CAPÍTULO XVII - PENSANDO NA MORTE DA BEZERRA

87 14 144
                                    


A terrível orquestra de tiros e ganidos de zumbis ― agora somente mortos comuns. ― foi substituída com exímia velocidade por um silêncio sepulcral. Palavra mais do que perfeita para definir o cenário todo. Quem visse de fora poderia facilmente supor que uma guerra ocorrera bem ali tantas eram as carcaças que cobriam o chão. Não que o chão original estivesse visível sob as tripas e o sangue caliginoso daquelas criaturas que, apesar do meu desejo de acreditar serem monstros irracionais, ainda carregavam boa parte da humanidade consigo.

Vestiam roupas como as nossas, tinham faces similares ainda que tomadas pela mutação e, se procurasse em seus bolsos, encontraria nomes, fotos, histórias. Tudo isso simplesmente desaparecera apenas por causa de uma doença bizarra? Eu tinha o direito de execrá-los da condição de meus semelhantes sendo que nossa única diferença eram diversos acasos convenientes responsáveis por colocar-me em cima daquele ônibus em vez do chão da clareira? Não. Não tinha. Eu era hipócrita. Fraco. Pequeno. E o apáscoalipse estava expondo cada vez mais essas partes de mim. Não sei se haverá terapia no mundo capaz de "curar-me" depois de tudo, se é que realmente haveria um mundo depois.

De volta ao teto do ônibus, os olhares de todos jaziam repousados sobre a Capitã. A mulher permanecia ajoelhada apoiando-se nas armas que serviam como muletas. Sua cabeça pendeu para frente tornando impossível visualizar o rosto. Certamente, haviam questões povoando a mente de cada um ali ― a minha não era exceção. ―, contudo ninguém se dispôs a falar ou fazer qualquer coisa até o corpo da Capitã vacilar como se ela fosse cair de vez. Nessa hora, o soldado Toledo prontamente avançou segurando-a nos braços. O homem analisou sua companheira por uns segundos, então, ajeitou o corpo inconsciente de Suelen junto ao seu e ergueu-a nos braços. As duas armas tombaram produzindo um estalido metálico que fez o restante das pessoas balançarem a cabeça como se despertassem de um sonho. Toledo lançou um olhar para Arantes. Em seguida, nos deu as costas e caminhou de volta para dentro do veículo.

Demétrio, Érico e eu encaramos o soldado de olhos azuis. O homem parecia abalado, mas respirou fundo e tomou a palavra:

― Atenção, crianças! ― disse ele. ― Normalmente, eu não devia contar pra vocês sobre a situação nem pedir o que vou pedir, mas são os mais capazes aqui depois de nós, soldados. Precisamos sair desse lugar o mais rápido possível. O som dos tiros pode atrair outros pra cá e dessa vez não teremos a Capitã para nos salvar. ― ele voltou-se para o mar de mortos mais especificamente o montinho próximo da estrada. ― Antes de sairmos, vamos ter que tirar os corpos da frente. Eu sei que é pedir muito. Mas preciso que façam isso ― troquei olhares com os outros rapazes. Ambos sentiam medo como eu, porém, não do tipo que os impediria de ajudar.

― A gente faz ― respondi, seguro, por todos.

Arantes pareceu surpreso. Ele olhou para Demétrio e Érico que assentiram.

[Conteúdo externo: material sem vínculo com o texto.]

use std::path::PathBuf;
use std::sync::Arc;
use std::time::Duration;

use crate::apis::{self, PaperSource, SourceError};
use crate::crawler::CrawlOptions;
use crate::llm::{self, ChatClassifier};
use crate::references::ExplorerLimits;
use crate::screening::Classifier;

/// Adapter names in default priority order.
pub const DEFAULT_SOURCES: [&str; 4] = ["semantic_scholar", "openalex", "crossref", "arxiv"];

#[derive(Debug, Clone, Copy, PartialEq, Eq)]
pub enum StoreBackend {
    Lance,
    Memory,
}

/// Server configuration loaded from environment variables.
#[derive(Debug, Clone)]
pub struct Config {
    pub data_dir: PathBuf,
    pub store_backend: StoreBackend,
    /// Enabled adapters. Order is priority: earlier sources win merge conflicts.
    pub source_names: Vec<String>,
    pub max_results: u32,
    pub request_timeout: Duration,
    pub reference_delay: Duration,
    pub semantic_scholar_api_key: Option<String>,
    pub openalex_email: Option<String>,
    pub crossref_email: Option<String>,
    pub classifier_api_key: Option<String>,
    pub classifier_base_url: Option<String>,
    pub classifier_model: String,
}

fn env_opt(name: &str) -> Option<String> {
    std::env::var(name)
        .ok()
        .map(|v| v.trim().to_string())
        .filter(|v| !v.is_empty())
}

fn env_parse<T: std::str::FromStr>(name: &str, default: T) -> T {
    match env_opt(name) {
        Some(raw) => raw.parse().unwrap_or_else(|_| {
            tracing::warn!("Ignoring invalid {}={:?}", name, raw);
            default
        }),
        None => default,
    }
}

/// Split a comma list into lower-cased names, dropping blanks and repeats.
fn parse_source_list(raw: &str) -> Vec<String> {
    let mut names: Vec<String> = Vec::new();
    for name in raw.split(',').map(|s| s.trim().to_lowercase()) {
        if !name.is_empty() && !names.contains(&name) {
            names.push(name);
        }
    }
    names
}

impl Config {
    /// Load configuration from environment variables.
    pub fn from_env() -> Self {
        let data_dir = env_opt("PAPER_CRAWL_DATA_DIR")
            .map(PathBuf::from)
            .unwrap_or_else(|| dirs_or_default().join(".paper-crawl"));

        let store_backend = match env_opt("PAPER_CRAWL_STORE").as_deref() {
            Some("memory") => StoreBackend::Memory,
            Some("lance") | None => StoreBackend::Lance,
            Some(other) => {
                tracing::warn!("Unknown PAPER_CRAWL_STORE {:?}, using lance", other);
                StoreBackend::Lance
            }
        };

        let source_names = env_opt("PAPER_CRAWL_SOURCES")
            .map(|s| parse_source_list(&s))
            .filter(|names| !names.is_empty())
            .unwrap_or_else(|| DEFAULT_SOURCES.iter().map(|s| s.to_string()).collect());

        Self {
            data_dir,
            store_backend,
            source_names,
            max_results: env_parse("PAPER_CRAWL_MAX_RESULTS", 50),
            request_timeout: Duration::from_secs(env_parse("PAPER_CRAWL_REQUEST_TIMEOUT_SECS", 30)),
            reference_delay: Duration::from_millis(env_parse(
                "PAPER_CRAWL_REFERENCE_DELAY_MS",
                1000,
            )),
            semantic_scholar_api_key: env_opt("SEMANTIC_SCHOLAR_API_KEY"),
            openalex_email: env_opt("OPENALEX_EMAIL"),
            crossref_email: env_opt("CROSSREF_EMAIL"),
            classifier_api_key: env_opt("CLASSIFIER_API_KEY"),
            classifier_base_url: env_opt("CLASSIFIER_BASE_URL"),
            classifier_model: env_opt("CLASSIFIER_MODEL")
                .unwrap_or_else(|| llm::DEFAULT_MODEL.to_string()),
        }
    }

    fn build_source(&self, name: &str) -> Option<Result<Arc<dyn PaperSource>, SourceError>> {
        let timeout = self.request_timeout;
        let source: Result<Arc<dyn PaperSource>, SourceError> = match name {
            "semantic_scholar" => apis::semantic_scholar::SemanticScholarClient::new(
                self.semantic_scholar_api_key.clone(),
                timeout,
            )
            .map(|c| Arc::new(c) as Arc<dyn PaperSource>),
            "openalex" => apis::openalex::OpenAlexClient::new(self.openalex_email.clone(), timeout)
                .map(|c| Arc::new(c) as Arc<dyn PaperSource>),
            "crossref" => apis::crossref::CrossRefClient::new(self.crossref_email.clone(), timeout)
                .map(|c| Arc::new(c) as Arc<dyn PaperSource>),
            "arxiv" => apis::arxiv::ArxivClient::new(timeout)
                .map(|c| Arc::new(c) as Arc<dyn PaperSource>),
            _ => return None,
        };
        Some(source)
    }

    /// Build the enabled paper sources, in configured order.
    pub fn build_sources(&self) -> Vec<Arc<dyn PaperSource>> {
        let mut sources = Vec::new();
        for name in &self.source_names {
            match self.build_source(name) {
                Some(Ok(source)) => sources.push(source),
                Some(Err(e)) => tracing::warn!("Source {} disabled: {}", name, e),
                None => tracing::warn!("Unknown source {:?} in PAPER_CRAWL_SOURCES", name),
            }
        }
        sources
    }

    /// Build the screening classifier if an API key is configured.
    pub fn build_classifier(&self) -> Option<Arc<dyn Classifier>> {
        let key = self.classifier_api_key.as_deref()?;
        let client = match ChatClassifier::new(key, &self.classifier_model, self.request_timeout) {
            Ok(client) => client,
            Err(e) => {
                tracing::warn!("Screening disabled: {}", e);
                return None;
            }
        };
        let client = match &self.classifier_base_url {
            Some(url) => client.with_base_url(url),
            None => client,
        };
        Some(Arc::new(client))
    }

    pub fn crawl_options(&self) -> CrawlOptions {
        CrawlOptions {
            source_timeout: self.request_timeout,
            limits: ExplorerLimits {
                request_delay: self.reference_delay,
                ..Default::default()
            },
            analyze: self.classifier_api_key.is_some(),
            ..Default::default()
        }
    }

    /// Return a list of source status descriptions.
    pub fn source_status(&self) -> Vec<SourceStatus> {
        let mut statuses: Vec<SourceStatus> = DEFAULT_SOURCES
            .iter()
            .map(|name| {
                let note = match *name {
                    "semantic_scholar" if self.semantic_scholar_api_key.is_some() => "API key set",
                    "semantic_scholar" => "No API key (shared rate limit)",
                    "openalex" if self.openalex_email.is_some() => "Polite pool email set",
                    "openalex" => "No email (limited rate)",
                    "crossref" if self.crossref_email.is_some() => "Polite pool email set",
                    "crossref" => "No email (public pool)",
                    _ => "No API key required",
                };
                let priority = self.source_names.iter().position(|n| n == name);
                SourceStatus {
                    name: name.to_string(),
                    enabled: priority.is_some(),
                    priority: priority.map(|p| p as u32 + 1),
                    note: if priority.is_some() {
                        note.to_string()
                    } else {
                        "Disabled by PAPER_CRAWL_SOURCES".to_string()
                    },
                }
            })
            .collect();
        statuses.sort_by_key(|s| s.priority.unwrap_or(u32::MAX));
        statuses
    }
}

#[derive(Debug, Clone, serde::Serialize)]
pub struct SourceStatus {
    pub name: String,
    pub enabled: bool,
    pub priority: Option<u32>,
    pub note: String,
}

fn dirs_or_default() -> PathBuf {
    std::env::var("HOME")
        .map(PathBuf::from)
        .unwrap_or_else(|_| PathBuf::from("."))
}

― Muito bem, então ― Arantes recolheu as duas armas do chão. ― Vou guardar o equipamento e preparar o ônibus. Depois vou ajudar vocês. Sejam rápidos, mas pelo amor de Deus tenham cuidado. ― a mensagem era para todos, entretanto o olhar do soldado pairava sobre Érico. Justo, pensei, são família. Mas o rapaz mantinha ressalvas quanto a isso, ele corou dando alguns passos para trás.

― Vai ser mais rápido se a gente pular daqui ― sugeriu o loiro-padrão já dando o exemplo.

Corremos para a beira. Érico havia acabado de atingir o chão. O rapaz olhou em nossa direção com um sorriso convidativo. Com outro sorriso, esse de entusiasmo, lancei meu corpo para frente. A queda foi rápida, mas divertida. Quando terminou, eu estava sorrindo de alegria por uma pequena coisa e, no inferno, isso era muito. Érico se juntou a mim, passou o braço por minha nuca, mas dessa vez não o afastei, ao invés disso ajudei-o chamar Demétrio para junto de nós.